Dossier : IMM-3189-97

ENTRE :

                HAMID ELLASVRAND RAHBARI,

                                                demandeur,

                          - et -

    LE MINISTRE DE LA CITOYENNETÉ ET DE L'IMMIGRATION,

                                                défendeur.

                  MOTIFS DE L'ORDONNANCE

LE JUGE BLAIS :

[1] Il s'agit de la demande de contrôle judiciaire de la décision du 14 juillet 1997, par laquelle l'agent de révision des revendications refusées (ARRR) a décidé que le demandeur n'était pas membre de la catégorie des demandeurs non reconnus du statut de réfugié au Canada (la catégorie des DNRSRC).

[2] Le demandeur soutient que l'ARRR a commis une erreur de droit au motif qu'il a indûment entravé l'exercice de son pouvoir discrétionnaire en se fondant entièrement sur le raisonnement et sur la décision de la SSR.


[3] L'avocat du demandeur souligne qu'une personne qui présente une demande d'établissement comme membre de la catégorie des DNRSRC a droit à une révision complète et équitable de sa cause par un ARRR.

[4] L'avocat du demandeur souligne également que la procédure applicable à la catégorie des DNRSRC constitue un filet de sécurité destiné à permettre une évaluation définitive du risque à la suite d'une revendication du statut de réfugié.

[5] Enfin, l'avocat du demandeur souligne qu'en l'espèce, les notes et le dossier de la décision de l'ARRR chargé de la révision de la demande, montrent qu'aucune évaluation du risque distincte n'a été effectuée relativement à la demande et que l'agent n'a pas examiné la preuve matérielle afférente aux violations des droits de la personne en Iran que lui a soumise le demandeur.

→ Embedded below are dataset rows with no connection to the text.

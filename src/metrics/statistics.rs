//! Summary statistics over per-pair scores

use serde::{Deserialize, Serialize};

/// Mean, confidence half-width and standard deviation of a score list
///
/// The half-width is `z * std_dev / count`, where `count` is the number of
/// scores actually recorded (skipped pairs excluded).
#[derive(Debug, Clone, Copy, PartialEq, Serialize, Deserialize)]
pub struct ScoreStatistics {
    pub mean: f32,
    pub ci_half_width: f32,
    pub std_dev: f32,
    /// Number of scores the statistics were computed over
    pub count: usize,
}

impl ScoreStatistics {
    /// Statistics for an empty score list: all zeros
    pub fn empty() -> Self {
        Self {
            mean: 0.0,
            ci_half_width: 0.0,
            std_dev: 0.0,
            count: 0,
        }
    }

    /// `(mean, ci_half_width, std_dev)`
    pub fn as_tuple(&self) -> (f32, f32, f32) {
        (self.mean, self.ci_half_width, self.std_dev)
    }

    pub fn is_empty(&self) -> bool {
        self.count == 0
    }

    /// Format as `mean ± half-width (std)`
    pub fn format_summary(&self) -> String {
        format!(
            "{:.4} ± {:.4} (std: {:.4}, n: {})",
            self.mean, self.ci_half_width, self.std_dev, self.count
        )
    }
}

/// Compute summary statistics over a score list
///
/// An empty list yields `ScoreStatistics::empty()`.
pub fn compute_statistics(scores: &[f32], confidence_z: f32) -> ScoreStatistics {
    if scores.is_empty() {
        return ScoreStatistics::empty();
    }

    let count = scores.len();
    let std = std_dev(scores);
    ScoreStatistics {
        mean: mean(scores),
        ci_half_width: confidence_z * std / count as f32,
        std_dev: std,
        count,
    }
}

/// Arithmetic mean (0 for an empty list)
pub fn mean(values: &[f32]) -> f32 {
    if values.is_empty() {
        return 0.0;
    }
    values.iter().sum::<f32>() / values.len() as f32
}

/// Calculate population standard deviation
pub fn std_dev(values: &[f32]) -> f32 {
    if values.is_empty() {
        return 0.0;
    }
    let n = values.len() as f32;
    let mean = values.iter().sum::<f32>() / n;
    let variance = values.iter().map(|x| (x - mean).powi(2)).sum::<f32>() / n;
    variance.sqrt()
}
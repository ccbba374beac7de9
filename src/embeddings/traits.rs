//! Embedding lookup trait
//!
//! Defines the interface every word-vector source must expose to the metrics.

/// Read-only token → vector lookup
///
/// Implementations hold a fixed dimension D shared by every vector they return.
/// Every vector from `get` must have exactly `dimensions()` components: the
/// metrics compare vectors component-wise and do not re-check lengths in
/// release builds. Vectors are borrowed and never mutated by the metrics.
pub trait EmbeddingLookup: Send + Sync {
    /// Vector dimension D
    fn dimensions(&self) -> usize;

    /// Get the embedding for a token, or `None` if it is out of vocabulary
    fn get(&self, token: &str) -> Option<&[f32]>;

    /// Check whether a token has an embedding
    fn contains(&self, token: &str) -> bool {
        self.get(token).is_some()
    }
}

impl<T: EmbeddingLookup + ?Sized> EmbeddingLookup for &T {
    fn dimensions(&self) -> usize {
        (**self).dimensions()
    }

    fn get(&self, token: &str) -> Option<&[f32]> {
        (**self).get(token)
    }

    fn contains(&self, token: &str) -> bool {
        (**self).contains(token)
    }
}
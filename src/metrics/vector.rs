//! Vector aggregation and similarity primitives
//!
//! Turns token vectors into sentence vectors:
//! - **Sum**: element-wise sum of in-vocabulary vectors (backs Average)
//! - **Extrema**: per-dimension value of largest magnitude (backs Extrema)

use crate::embeddings::EmbeddingLookup;

/// L2 norm of a vector
pub fn norm(vector: &[f32]) -> f32 {
    vector.iter().map(|x| x * x).sum::<f32>().sqrt()
}

/// Frobenius norm of a list of vectors (0 for an empty list)
pub fn list_norm(vectors: &[&[f32]]) -> f32 {
    vectors
        .iter()
        .flat_map(|v| v.iter())
        .map(|x| x * x)
        .sum::<f32>()
        .sqrt()
}

/// Cosine similarity of two equal-dimension vectors, clamped to [-1, 1]
///
/// Yields NaN when either vector has zero magnitude; callers check norms first.
/// Both inputs must have the same length (see `EmbeddingLookup`); release
/// builds do not check it.
pub fn cosine_similarity(a: &[f32], b: &[f32]) -> f32 {
    debug_assert_eq!(a.len(), b.len(), "cosine_similarity on vectors of different dimension");

    let dot_product: f32 = a.iter().zip(b.iter()).map(|(x, y)| x * y).sum();
    // Rounding can land one ulp outside the range
    (dot_product / (norm(a) * norm(b))).clamp(-1.0, 1.0)
}

/// Divide a vector by its own norm
///
/// The caller guarantees a non-zero norm.
pub fn normalize(vector: &[f32]) -> Vec<f32> {
    let n = norm(vector);
    vector.iter().map(|x| x / n).collect()
}

/// Sum the embeddings of all in-vocabulary tokens in a sentence
///
/// Returns the zero vector of the embedding dimension when the sum's norm is
/// below `epsilon`, which includes sentences with no in-vocabulary token.
pub fn embedding_sum<S, E>(sentence: &[S], embeddings: &E, epsilon: f32) -> Vec<f32>
where
    S: AsRef<str>,
    E: EmbeddingLookup + ?Sized,
{
    let mut total = vec![0.0f32; embeddings.dimensions()];
    for vector in sentence.iter().filter_map(|token| embeddings.get(token.as_ref())) {
        for (acc, x) in total.iter_mut().zip(vector) {
            *acc += x;
        }
    }

    if norm(&total) < epsilon {
        total.iter_mut().for_each(|x| *x = 0.0);
    }
    total
}

/// Map each token to its embedding, dropping OOV tokens
///
/// The result may be shorter than the sentence.
pub fn map_to_embeddings<'e, S, E>(sentence: &[S], embeddings: &'e E) -> Vec<&'e [f32]>
where
    S: AsRef<str>,
    E: EmbeddingLookup + ?Sized,
{
    sentence
        .iter()
        .filter_map(|token| embeddings.get(token.as_ref()))
        .collect()
}

/// Compute the Extrema vector of a list of equal-dimension vectors
///
/// For each dimension the minimum is chosen when `|min| > max`, otherwise the
/// maximum. Returns `None` for an empty list.
pub fn extrema(vectors: &[&[f32]]) -> Option<Vec<f32>> {
    let (first, rest) = vectors.split_first()?;

    let mut max_values = first.to_vec();
    let mut min_values = first.to_vec();
    for vector in rest {
        for ((max_v, min_v), &x) in max_values.iter_mut().zip(min_values.iter_mut()).zip(vector.iter()) {
            *max_v = max_v.max(x);
            *min_v = min_v.min(x);
        }
    }

    Some(
        min_values
            .into_iter()
            .zip(max_values)
            .map(|(min_v, max_v)| if min_v.abs() > max_v { min_v } else { max_v })
            .collect(),
    )
}

#[cfg(test)]
mod tests {
    use super::*;
    use crate::config::ZERO_NORM_EPSILON;
    use crate::embeddings::KeyedVectors;

    fn embeddings() -> KeyedVectors {
        KeyedVectors::from_entries(
            3,
            vec![
                ("a", vec![1.0, 0.0, 0.0]),
                ("b", vec![0.0, 1.0, 0.0]),
                ("neg_a", vec![-1.0, 0.0, 0.0]),
            ],
        )
        .unwrap()
    }

    #[test]
    fn test_cosine_similarity() {
        let a = vec![1.0, 0.0, 0.0];
        let b = vec![1.0, 0.0, 0.0];
        assert!((cosine_similarity(&a, &b) - 1.0).abs() < 0.0001);

        let c = vec![0.0, 1.0, 0.0];
        assert!((cosine_similarity(&a, &c)).abs() < 0.0001);

        let d = vec![-2.0, 0.0, 0.0];
        assert!((cosine_similarity(&a, &d) + 1.0).abs() < 0.0001);
    }

    #[test]
    fn test_cosine_similarity_symmetric() {
        let a = vec![0.3, -1.2, 4.0, 0.7];
        let b = vec![-2.5, 0.1, 1.0, 3.3];
        assert_eq!(cosine_similarity(&a, &b), cosine_similarity(&b, &a));
    }

    #[test]
    fn test_cosine_similarity_self() {
        let a = vec![0.3, -1.2, 4.0, 0.7];
        assert!((cosine_similarity(&a, &a) - 1.0).abs() < 1e-6);
    }

    #[test]
    fn test_cosine_similarity_stays_in_range() {
        for i in 0..200 {
            let a: Vec<f32> = (0..7).map(|j| ((i * 31 + j * 17) % 13) as f32 / 3.0 - 2.1).collect();
            let b: Vec<f32> = a.iter().map(|x| x * 1.7).collect();
            let same = cosine_similarity(&a, &b);
            assert!(same <= 1.0, "{same} > 1.0 for {a:?}");
            let negated: Vec<f32> = a.iter().map(|x| -x).collect();
            assert!(cosine_similarity(&a, &negated) >= -1.0);
        }
    }

    #[test]
    fn test_cosine_similarity_zero_vector_is_nan() {
        let a = vec![1.0, 2.0];
        let zero = vec![0.0, 0.0];
        assert!(cosine_similarity(&a, &zero).is_nan());
    }

    #[test]
    fn test_normalize() {
        let unit = normalize(&[3.0, 4.0]);
        assert!((unit[0] - 0.6).abs() < 1e-6);
        assert!((unit[1] - 0.8).abs() < 1e-6);
        assert!((norm(&unit) - 1.0).abs() < 1e-6);
    }

    #[test]
    fn test_embedding_sum() {
        let emb = embeddings();
        let sum = embedding_sum(&["a", "b", "oov", "a"], &emb, ZERO_NORM_EPSILON);
        assert_eq!(sum, vec![2.0, 1.0, 0.0]);
    }

    #[test]
    fn test_embedding_sum_all_oov_is_zero_vector() {
        let emb = embeddings();
        let sum = embedding_sum(&["x", "y"], &emb, ZERO_NORM_EPSILON);
        assert_eq!(sum, vec![0.0, 0.0, 0.0]);

        let empty: [&str; 0] = [];
        assert_eq!(embedding_sum(&empty, &emb, ZERO_NORM_EPSILON), vec![0.0; 3]);
    }

    #[test]
    fn test_embedding_sum_cancelling_vectors() {
        let emb = embeddings();
        let sum = embedding_sum(&["a", "neg_a"], &emb, ZERO_NORM_EPSILON);
        assert!(norm(&sum) < ZERO_NORM_EPSILON);
    }

    #[test]
    fn test_embedding_sum_below_custom_epsilon() {
        let emb = KeyedVectors::from_entries(2, vec![("tiny", vec![1e-4, 0.0])]).unwrap();
        assert_eq!(embedding_sum(&["tiny"], &emb, 1e-3), vec![0.0, 0.0]);
        assert_eq!(embedding_sum(&["tiny"], &emb, ZERO_NORM_EPSILON), vec![1e-4, 0.0]);
    }

    #[test]
    fn test_map_to_embeddings_drops_oov() {
        let emb = embeddings();
        let vectors = map_to_embeddings(&["a", "oov", "b"], &emb);
        assert_eq!(vectors.len(), 2);
        assert_eq!(vectors[0], &[1.0, 0.0, 0.0][..]);
        assert_eq!(vectors[1], &[0.0, 1.0, 0.0][..]);
    }

    #[test]
    fn test_list_norm() {
        let a = [3.0f32, 0.0];
        let b = [0.0f32, 4.0];
        assert!((list_norm(&[&a, &b]) - 5.0).abs() < 1e-6);
        assert_eq!(list_norm(&[]), 0.0);
    }

    #[test]
    fn test_extrema() {
        let a = [3.0f32, -5.0];
        let b = [2.0f32, 1.0];
        assert_eq!(extrema(&[&a, &b]), Some(vec![3.0, -5.0]));
    }

    #[test]
    fn test_extrema_all_negative_picks_min() {
        let a = [-1.0f32, -4.0];
        let b = [-3.0f32, -2.0];
        assert_eq!(extrema(&[&a, &b]), Some(vec![-3.0, -4.0]));
    }

    #[test]
    fn test_extrema_tie_picks_max() {
        let a = [2.0f32];
        let b = [-2.0f32];
        assert_eq!(extrema(&[&a, &b]), Some(vec![2.0]));
    }

    #[test]
    fn test_extrema_single_vector() {
        let a = [0.5f32, -0.25];
        assert_eq!(extrema(&[&a]), Some(vec![0.5, -0.25]));
    }

    #[test]
    fn test_extrema_empty() {
        assert_eq!(extrema(&[]), None);
    }
}
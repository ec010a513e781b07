//! Frame encode/decode for each record type.
//!
//! One fixed encode function per record type, plus the matching decoders
//! used by clients and tests. Encoding cannot fail for in-memory values.

use std::fmt;
use std::str::FromStr;

use prost::Message;
use serde::Serialize;

use super::{EpochStep, Person};
use crate::domain::{ContactRecord, PublishedEvent, TopologyStep};
use crate::error::PublisherError;

/// How a message is laid out inside one WebSocket frame.
#[derive(Debug, Clone, Copy, PartialEq, Eq, Default, Serialize)]
#[serde(rename_all = "snake_case")]
pub enum FrameEncoding {
    /// The bare message; the WebSocket frame is the delimiter.
    #[default]
    Raw,
    /// The message prefixed with its varint-encoded length.
    LengthDelimited,
}

impl FrameEncoding {
    /// Returns the canonical name of the encoding.
    #[must_use]
    pub const fn as_str(&self) -> &'static str {
        match self {
            Self::Raw => "raw",
            Self::LengthDelimited => "length_delimited",
        }
    }

    fn encode<M: Message>(self, message: &M) -> Vec<u8> {
        match self {
            Self::Raw => message.encode_to_vec(),
            Self::LengthDelimited => message.encode_length_delimited_to_vec(),
        }
    }

    fn decode<M: Message + Default>(self, frame: &[u8]) -> Result<M, PublisherError> {
        let message = match self {
            Self::Raw => M::decode(frame)?,
            Self::LengthDelimited => M::decode_length_delimited(frame)?,
        };
        Ok(message)
    }
}

impl fmt::Display for FrameEncoding {
    fn fmt(&self, f: &mut fmt::Formatter<'_>) -> fmt::Result {
        f.write_str(self.as_str())
    }
}

impl FromStr for FrameEncoding {
    type Err = PublisherError;

    fn from_str(s: &str) -> Result<Self, Self::Err> {
        match s.trim().to_ascii_lowercase().replace('-', "_").as_str() {
            "raw" => Ok(Self::Raw),
            "length_delimited" => Ok(Self::LengthDelimited),
            _ => Err(PublisherError::InvalidEncoding(s.to_string())),
        }
    }
}

/// Encodes a contact record as a `tutorial.Person` frame.
#[must_use]
pub fn encode_contact(record: &ContactRecord, encoding: FrameEncoding) -> Vec<u8> {
    encoding.encode(&Person::from(record))
}

/// Encodes a topology step as an `epoch.EpochStep` frame.
#[must_use]
pub fn encode_topology(step: &TopologyStep, encoding: FrameEncoding) -> Vec<u8> {
    encoding.encode(&EpochStep::from(step))
}

/// Encodes any published event with the encoder for its record type.
#[must_use]
pub fn encode_event(event: &PublishedEvent, encoding: FrameEncoding) -> Vec<u8> {
    match event {
        PublishedEvent::Contact(record) => encode_contact(record, encoding),
        PublishedEvent::Topology(step) => encode_topology(step, encoding),
    }
}

/// Decodes a `tutorial.Person` frame.
///
/// # Errors
///
/// Returns [`PublisherError::Decode`] if the bytes are not a valid message.
pub fn decode_contact(
    frame: &[u8],
    encoding: FrameEncoding,
) -> Result<ContactRecord, PublisherError> {
    let person: Person = encoding.decode(frame)?;
    Ok(person.into())
}

/// Decodes an `epoch.EpochStep` frame into a topology step.
///
/// # Errors
///
/// Returns [`PublisherError::Decode`] if the bytes are not a valid message,
/// or [`PublisherError::UnsupportedStep`] if the step is neither a device
/// join nor a single-sender summary.
pub fn decode_topology(
    frame: &[u8],
    encoding: FrameEncoding,
) -> Result<TopologyStep, PublisherError> {
    let step: EpochStep = encoding.decode(frame)?;
    TopologyStep::try_from(step)
}
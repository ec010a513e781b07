//! System endpoints: health check.

use axum::extract::State;
use axum::http::StatusCode;
use axum::response::IntoResponse;
use axum::routing::get;
use axum::{Json, Router};
use chrono::Utc;
use serde::Serialize;

use crate::app_state::AppState;
use crate::domain::StreamVariant;
use crate::wire::FrameEncoding;

/// Health check response.
#[derive(Debug, Serialize)]
struct HealthResponse {
    status: &'static str,
    timestamp: String,
    version: &'static str,
    variant: StreamVariant,
    encoding: FrameEncoding,
    interval_ms: u64,
}

/// `GET /health` — Service health status and active publishing defaults.
pub async fn health_handler(State(state): State<AppState>) -> impl IntoResponse {
    (
        StatusCode::OK,
        Json(HealthResponse {
            status: "healthy",
            timestamp: Utc::now().to_rfc3339(),
            version: env!("CARGO_PKG_VERSION"),
            variant: state.settings.variant,
            encoding: state.settings.encoding,
            interval_ms: u64::try_from(state.settings.interval.as_millis()).unwrap_or(u64::MAX),
        }),
    )
}

/// System routes mounted at the root level.
pub fn routes() -> Router<AppState> {
    Router::new().route("/health", get(health_handler))
}
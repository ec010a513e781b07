//! Type-safe layer-2 device identifier.
//!
//! [`DeviceId`] wraps a `u64` whose low 48 bits hold an EUI-48 MAC address,
//! the same representation the epoch wire schema uses for `mac_src` and
//! `mac_dst` fields.

use std::fmt;
use std::str::FromStr;

use crate::error::PublisherError;

/// Mask selecting the 48 address bits of an EUI-48 identifier.
const EUI48_MASK: u64 = 0xffff_ffff_ffff;

/// Identifier of a device in the layer-2 membership set.
///
/// Displays as colon-separated lower-case hex octets
/// (`00:00:00:00:00:01`). Values above 48 bits are truncated on
/// construction.
#[derive(Debug, Clone, Copy, PartialEq, Eq, PartialOrd, Ord, Hash)]
pub struct DeviceId(u64);

impl DeviceId {
    /// Creates a `DeviceId` from a raw integer, keeping the low 48 bits.
    #[must_use]
    pub const fn new(raw: u64) -> Self {
        Self(raw & EUI48_MASK)
    }

    /// Returns the raw integer form used on the wire.
    #[must_use]
    pub const fn as_u64(&self) -> u64 {
        self.0
    }

    /// Returns the six address octets, most significant first.
    #[must_use]
    pub const fn octets(&self) -> [u8; 6] {
        let b = self.0.to_be_bytes();
        [b[2], b[3], b[4], b[5], b[6], b[7]]
    }
}

impl fmt::Display for DeviceId {
    fn fmt(&self, f: &mut fmt::Formatter<'_>) -> fmt::Result {
        let [a, b, c, d, e, g] = self.octets();
        write!(f, "{a:02x}:{b:02x}:{c:02x}:{d:02x}:{e:02x}:{g:02x}")
    }
}

impl FromStr for DeviceId {
    type Err = PublisherError;

    /// Parses `aa:bb:cc:dd:ee:ff` (or `-` separated) into a `DeviceId`.
    fn from_str(s: &str) -> Result<Self, Self::Err> {
        let invalid = || PublisherError::InvalidDeviceId(s.to_string());

        let mut raw = 0u64;
        let mut count = 0usize;
        for octet in s.split([':', '-']) {
            if octet.len() != 2 || !octet.bytes().all(|b| b.is_ascii_hexdigit()) {
                return Err(invalid());
            }
            let value = u8::from_str_radix(octet, 16).map_err(|_| invalid())?;
            raw = (raw << 8) | u64::from(value);
            count += 1;
        }

        if count != 6 {
            return Err(invalid());
        }
        Ok(Self(raw))
    }
}

impl From<u64> for DeviceId {
    fn from(raw: u64) -> Self {
        Self::new(raw)
    }
}

impl From<DeviceId> for u64 {
    fn from(id: DeviceId) -> Self {
        id.0
    }
}

#[cfg(test)]
#[allow(clippy::panic)]
mod tests {
    use super::*;

    #[test]
    fn display_is_eui48_format() {
        assert_eq!(DeviceId::new(1).to_string(), "00:00:00:00:00:01");
        assert_eq!(
            DeviceId::new(0x0a1b_2c3d_4e5f).to_string(),
            "0a:1b:2c:3d:4e:5f"
        );
    }

    #[test]
    fn new_truncates_to_48_bits() {
        let id = DeviceId::new(0xdead_0000_0000_0007);
        assert_eq!(id.as_u64(), 7);
    }

    #[test]
    fn parses_colon_and_dash_forms() {
        let Ok(a) = "0a:1b:2c:3d:4e:5f".parse::<DeviceId>() else {
            panic!("colon form should parse");
        };
        let Ok(b) = "0A-1B-2C-3D-4E-5F".parse::<DeviceId>() else {
            panic!("dash form should parse");
        };
        assert_eq!(a, b);
        assert_eq!(a.as_u64(), 0x0a1b_2c3d_4e5f);
    }

    #[test]
    fn display_parse_round_trip() {
        let id = DeviceId::new(0x00_00_5e_00_53_01);
        let parsed: Result<DeviceId, _> = id.to_string().parse();
        assert!(matches!(parsed, Ok(p) if p == id));
    }

    #[test]
    fn rejects_malformed_strings() {
        for bad in [
            "",
            "00:00:00:00:00",
            "00:00:00:00:00:00:00",
            "0:00:00:00:00:00",
            "zz:00:00:00:00:00",
            "+f:00:00:00:00:00",
        ] {
            let result = bad.parse::<DeviceId>();
            assert!(
                matches!(result, Err(PublisherError::InvalidDeviceId(ref s)) if s == bad),
                "expected rejection of {bad:?}"
            );
        }
    }

    #[test]
    fn orders_by_raw_value() {
        let mut ids: Vec<DeviceId> = [3u64, 1, 2].into_iter().map(DeviceId::from).collect();
        ids.sort();
        assert_eq!(ids, vec![DeviceId::new(1), DeviceId::new(2), DeviceId::new(3)]);
    }
}
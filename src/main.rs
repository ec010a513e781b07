//! epoch-publisher server entry point.
//!
//! Binds the WebSocket listener and runs until Ctrl-C.

use tower_http::trace::TraceLayer;
use tracing_subscriber::EnvFilter;

use epoch_publisher::api;
use epoch_publisher::app_state::AppState;
use epoch_publisher::config::PublisherConfig;

#[tokio::main]
async fn main() -> anyhow::Result<()> {
    // Initialize tracing
    tracing_subscriber::fmt()
        .with_env_filter(
            EnvFilter::try_from_default_env().unwrap_or_else(|_| EnvFilter::new("info")),
        )
        .init();

    // Load configuration
    let config = PublisherConfig::from_env()?;
    tracing::info!(
        addr = %config.listen_addr,
        variant = %config.publish.variant,
        encoding = %config.publish.encoding,
        interval_ms = config.publish.interval.as_millis(),
        "starting epoch-publisher"
    );

    let app_state = AppState::new(config.publish);
    let shutdown = app_state.shutdown.clone();

    // Build router
    let app = api::build_router()
        .layer(TraceLayer::new_for_http())
        .with_state(app_state);

    // Cancel every connection task on Ctrl-C
    let signal_token = shutdown.clone();
    tokio::spawn(async move {
        if let Err(e) = tokio::signal::ctrl_c().await {
            tracing::error!(error = %e, "failed to listen for ctrl-c");
            return;
        }
        tracing::info!("shutting down...");
        signal_token.cancel();
    });

    // Start server
    let listener = tokio::net::TcpListener::bind(config.listen_addr).await?;
    tracing::info!(addr = %config.listen_addr, "server listening");

    axum::serve(listener, app)
        .with_graceful_shutdown(shutdown.cancelled_owned())
        .await?;

    tracing::info!("server stopped");
    Ok(())
}
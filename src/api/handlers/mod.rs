//! HTTP endpoint handlers.

pub mod system;
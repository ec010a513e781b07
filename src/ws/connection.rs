//! WebSocket connection state machine.
//!
//! Runs the handshake and publish loop for a single WebSocket connection.
//! The loop only ends on cancellation or a failed send.

use std::fmt;

use axum::extract::ws::{Message, WebSocket};
use futures_util::{Sink, SinkExt, Stream, StreamExt};
use tokio_util::sync::CancellationToken;

use crate::config::PublishSettings;
use crate::domain::EventStream;
use crate::error::PublisherError;
use crate::wire::encode_event;

/// Frames between two progress log lines.
pub const PROGRESS_LOG_EVERY: u64 = 100;

/// Lifecycle of one connection. `Streaming` is terminal.
#[derive(Debug, Clone, Copy, PartialEq, Eq)]
pub enum ConnectionState {
    /// Accepted, waiting for the handshake (if the variant needs one).
    Idle,
    /// Publishing frames.
    Streaming,
}

impl fmt::Display for ConnectionState {
    fn fmt(&self, f: &mut fmt::Formatter<'_>) -> fmt::Result {
        match self {
            Self::Idle => f.write_str("idle"),
            Self::Streaming => f.write_str("streaming"),
        }
    }
}

/// Runs one connection to completion.
///
/// Returns the number of frames sent once `token` is cancelled.
///
/// # Errors
///
/// Returns a connection-level [`PublisherError`] if the peer goes away
/// before the handshake or a frame cannot be sent.
pub async fn run_connection(
    socket: WebSocket,
    settings: PublishSettings,
    token: CancellationToken,
) -> Result<u64, PublisherError> {
    let (mut ws_tx, mut ws_rx) = socket.split();
    let mut state = ConnectionState::Idle;
    tracing::debug!(%state, variant = %settings.variant, "ws connection accepted");

    if settings.variant.awaits_handshake() {
        tokio::select! {
            biased;
            () = token.cancelled() => return Ok(0),
            handshake = read_handshake(&mut ws_rx) => {
                let name = handshake?;
                tracing::info!(greeting = %format!("Hello {name}!"), "handshake received");
            }
        }
    }
    // Inbound traffic is ignored once streaming; a closed peer shows up as a send error.
    drop(ws_rx);

    state = ConnectionState::Streaming;
    tracing::debug!(%state, "ws connection streaming");

    publish_loop(&mut ws_tx, EventStream::new(settings.variant), &settings, &token).await
}

/// Waits for the first data message and returns its content as text.
///
/// Control frames are skipped. Binary payloads are decoded lossily; the
/// content is never validated.
///
/// # Errors
///
/// Returns [`PublisherError::ConnectionClosed`] if the stream ends or a
/// close frame arrives first, and [`PublisherError::Receive`] on a
/// transport error.
pub async fn read_handshake<S>(rx: &mut S) -> Result<String, PublisherError>
where
    S: Stream<Item = Result<Message, axum::Error>> + Unpin,
{
    loop {
        match rx.next().await {
            Some(Ok(Message::Text(text))) => return Ok(text.as_str().to_owned()),
            Some(Ok(Message::Binary(data))) => {
                return Ok(String::from_utf8_lossy(&data).into_owned());
            }
            Some(Ok(Message::Close(_))) | None => return Err(PublisherError::ConnectionClosed),
            Some(Ok(_)) => {}
            Some(Err(e)) => return Err(PublisherError::Receive(e.to_string())),
        }
    }
}

/// Encodes and sends every event of `events`, sleeping `settings.interval`
/// after each frame.
///
/// Returns the number of frames sent when `token` is cancelled. A frame is
/// counted as soon as the sink has queued it (`feed`), before the flush;
/// a frame queued just before cancellation may still be in flight when the
/// loop returns, but is never left uncounted.
///
/// # Errors
///
/// Returns [`PublisherError::Send`] as soon as the sink rejects a frame.
pub async fn publish_loop<S>(
    sink: &mut S,
    events: EventStream,
    settings: &PublishSettings,
    token: &CancellationToken,
) -> Result<u64, PublisherError>
where
    S: Sink<Message> + Unpin,
    S::Error: fmt::Display,
{
    let mut sent = 0u64;

    for event in events {
        let frame = encode_event(&event, settings.encoding);

        tokio::select! {
            biased;
            () = token.cancelled() => break,
            res = sink.feed(Message::Binary(frame.into())) => {
                res.map_err(|e| PublisherError::Send(e.to_string()))?;
            }
        }

        sent += 1;
        tracing::trace!(kind = event.kind_str(), sent, "frame queued");
        if sent % PROGRESS_LOG_EVERY == 0 {
            tracing::debug!(sent, "publish progress");
        }

        tokio::select! {
            biased;
            () = token.cancelled() => break,
            res = sink.flush() => {
                res.map_err(|e| PublisherError::Send(e.to_string()))?;
            }
        }

        tokio::select! {
            biased;
            () = token.cancelled() => break,
            () = tokio::time::sleep(settings.interval) => {}
        }
    }

    Ok(sent)
}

[6] L'avocat du défendeur mentionne à la Cour que bien que l'ARRR ait examiné les motifs de la SSR, ce dernier est arrivé à sa propre conclusion que le demandeur n'était pas membre de la catégorie des DNRSRC.

[7] En se référant la décision de madame le juge Tremblay-Lamer dans Lishchenko c. M.C.I. (C.F. 1re inst., 9 janvier 1996, IMM-803-95), à la page 5, l'avocat du défendeur prétend que le simple fait que l'ARRR ait tiré la même conclusion que celle tirée par la SSR ne signifie pas qu'il a entravé son pouvoir discrétionnaire.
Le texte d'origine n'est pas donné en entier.